PhD positions (65 %) available at the Department of Internal Medicine I (Krehl-Klinik).

PI: Dr. Jens Tyedmers

Project Title: Amyloid Aggregate Sorting in Yeast

Application deadline: June 30, 2017

Start of PhD project: August 2017

Source of funding: DFG (36 month)

Project description and Methods

The formation of protein aggregates including amyloids is a hallmark of several fatal diseases. A commonly employed model organism to study protein aggregation, Saccharomyces cerevisiae, possesses at least three independent Protein Quality Control Sites (PQC’s) where different types of aggregates are deposited. The group of J. Tyedmers studies one of these deposition sites termed "Insoluble Protein Deposit (IPOD)" and has most recently discovered that amyloid aggregates are recruited to the IPOD via vesicular transport along actin tracks. The project aims 1) to characterize the molecular composition of this novel recruitment machinery, 2) to determine the physiological role of the IPOD and its influence on cellular homeostasis, 3) to study the fate of aggregates deposited at the IPOD.

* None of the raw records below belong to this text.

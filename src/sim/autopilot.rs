//! Scripted input source
//!
//! Drives a run without a human: heads for the extraction zone once it is
//! open, otherwise for the nearest currency, and shoots the nearest hostile in
//! range. Used by the headless runner and by tests.

use glam::Vec2;

use super::state::{LootKind, RunState};
use super::tick::{Aim, Simulation, TickInput};

/// Hostiles further away than this are ignored
const ENGAGE_RANGE: f32 = 600.0;
/// Closer than this counts as arrived on an axis
const DEADZONE: f32 = 4.0;
/// Ticks without progress before trying a detour
const STUCK_TICKS: u32 = 20;
const DETOUR_TICKS: u32 = 45;

#[derive(Debug, Clone, Default)]
pub struct Autopilot {
    last_pos: Option<Vec2>,
    stalled: u32,
    detour: Option<(Vec2, u32)>,
    detours_taken: u32,
}

fn nearest<'a, T, I>(from: Vec2, items: I, pos: impl Fn(&T) -> Vec2) -> Option<&'a T>
where
    I: Iterator<Item = &'a T>,
    T: 'a,
{
    items.min_by(|a, b| {
        pos(*a)
            .distance_squared(from)
            .partial_cmp(&pos(*b).distance_squared(from))
            .unwrap_or(std::cmp::Ordering::Equal)
    })
}

impl Autopilot {
    pub fn input(&mut self, sim: &Simulation) -> TickInput {
        self.input_for(sim.state())
    }

    /// Where the pilot wants to go
    fn destination(state: &RunState) -> Option<Vec2> {
        let me = state.player.pos;
        if let Some(zone) = &state.extraction {
            return Some(zone.pos);
        }
        let wanted = if state.player.ammo == 0 {
            LootKind::Ammo
        } else {
            LootKind::Currency
        };
        nearest(me, state.loot.iter().filter(|l| l.kind == wanted), |l| l.pos)
            .or_else(|| nearest(me, state.loot.iter(), |l| l.pos))
            .map(|l| l.pos)
    }

    pub fn input_for(&mut self, state: &RunState) -> TickInput {
        let me = state.player.pos;
        let mut input = TickInput::default();

        if let Some(target) = nearest(me, state.hostiles.iter(), |h| h.pos)
            .filter(|h| h.pos.distance(me) < ENGAGE_RANGE)
        {
            input.aim = Aim::World(target.pos);
            input.fire = true;
            input.special = true;
        }

        let Some(goal) = Self::destination(state) else {
            self.last_pos = Some(me);
            return input;
        };

        // Obstacle in the way: sidestep perpendicular for a while
        let moved = self.last_pos.is_none_or(|p| p.distance(me) > 0.5);
        self.last_pos = Some(me);
        self.stalled = if moved { 0 } else { self.stalled + 1 };

        let mut heading = goal - me;
        if let Some((dir, left)) = self.detour {
            heading = dir;
            self.detour = (left > 1).then_some((dir, left - 1));
        } else if self.stalled >= STUCK_TICKS {
            self.detours_taken += 1;
            let side = if self.detours_taken % 2 == 0 { 1.0 } else { -1.0 };
            let dir = heading.perp() * side;
            self.detour = Some((dir, DETOUR_TICKS));
            self.stalled = 0;
            heading = dir;
        }

        input.right = heading.x > DEADZONE;
        input.left = heading.x < -DEADZONE;
        input.down = heading.y > DEADZONE;
        input.up = heading.y < -DEADZONE;
        input
    }
}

Methods that will be used:

  • general yeast genetics methods
  • standard molecular biology techniques
  • fluorescence microscopy
  • Screening with yeast libraries
  • Flow Cytometry
  • FACS-based isolation strategies for aggregates
References
  • Kumar R, Nawroth P, Tyedmers J. Prion Aggregates are recruited to the Insoluble Protein Deposit (IPOD) via Myosin 2-based vesicular transport. PLoS Genet. 2016 Sep 30;12(9):e1006324.
  • Hernandez-Hidalgo I, Fleming T, Eckstein V, Herzig S, Nawroth P, Tyedmers J. Characterization of Aggregate Load & Pattern in living Yeast Cells by Flow Cytometry. Biotechniques. 2016 Sep 1;61(3):137-48.
  • Tyedmers J. Patterns of [PSI+] aggregation allow insights into cellular organization of yeast prion aggregates. Prion. 2012 Jul 1;6(3):191-200.
  • Tyedmers J, Mogk, A & Bukau, B. Cellular strategies for controlling protein aggregation. Nat Rev Mol Cell Biol. 2010 Nov;11(11):777-88.
Required Qualifications

We are looking for a highly motivated and communicative Ph.D. student (m/f) who is interested to perform competitive high quality scientific research in the area of protein misfolding and aggregation. She or he will have a Masters Degree in Life sciences acceptable to HBIGS and a strong background in molecular biology and/or cell biology. Previous experience in working with yeast, High-throughput screening and/or Flow Cytometry would be an advantage.

Contact & Application

Successful candidates are expected to apply for membership at the HBIGS Graduate School (http://www.hbigs.uni-heidelberg.de/).

Applications can be send directly to j.tyedmers@zmbh.uni-heidelberg.de or via the HBIGS application system (http://www.hbigs.uni-heidelberg.de/) , position “Bukau_Tyedmers”.



Universitätsklinikum Heidelberg
Zentrum für Innere Medizin
Klinik für Endokrinologie, Stoffwechsel und Klinische Chemie (Innere Medizin I)
Im Neuenheimer Feld 410
69120 Heidelberg

Publishing date: May 24, 2017

Wir stehen für Chancengleichheit. Schwerbehinderte werden bei gleicher Eignung vorrangig eingestellt. Das Universitätsklinikum strebt eine generelle Erhöhung des Frauenanteils in allen Bereichen und Positionen an, in denen Frauen unterrepräsentiert sind. Qualifizierte Frauen sind daher besonders aufgefordert, sich zu bewerben. Vollzeitstellen sind grundsätzlich teilbar, soweit dienstliche oder rechtliche Gründe nicht entgegenstehen.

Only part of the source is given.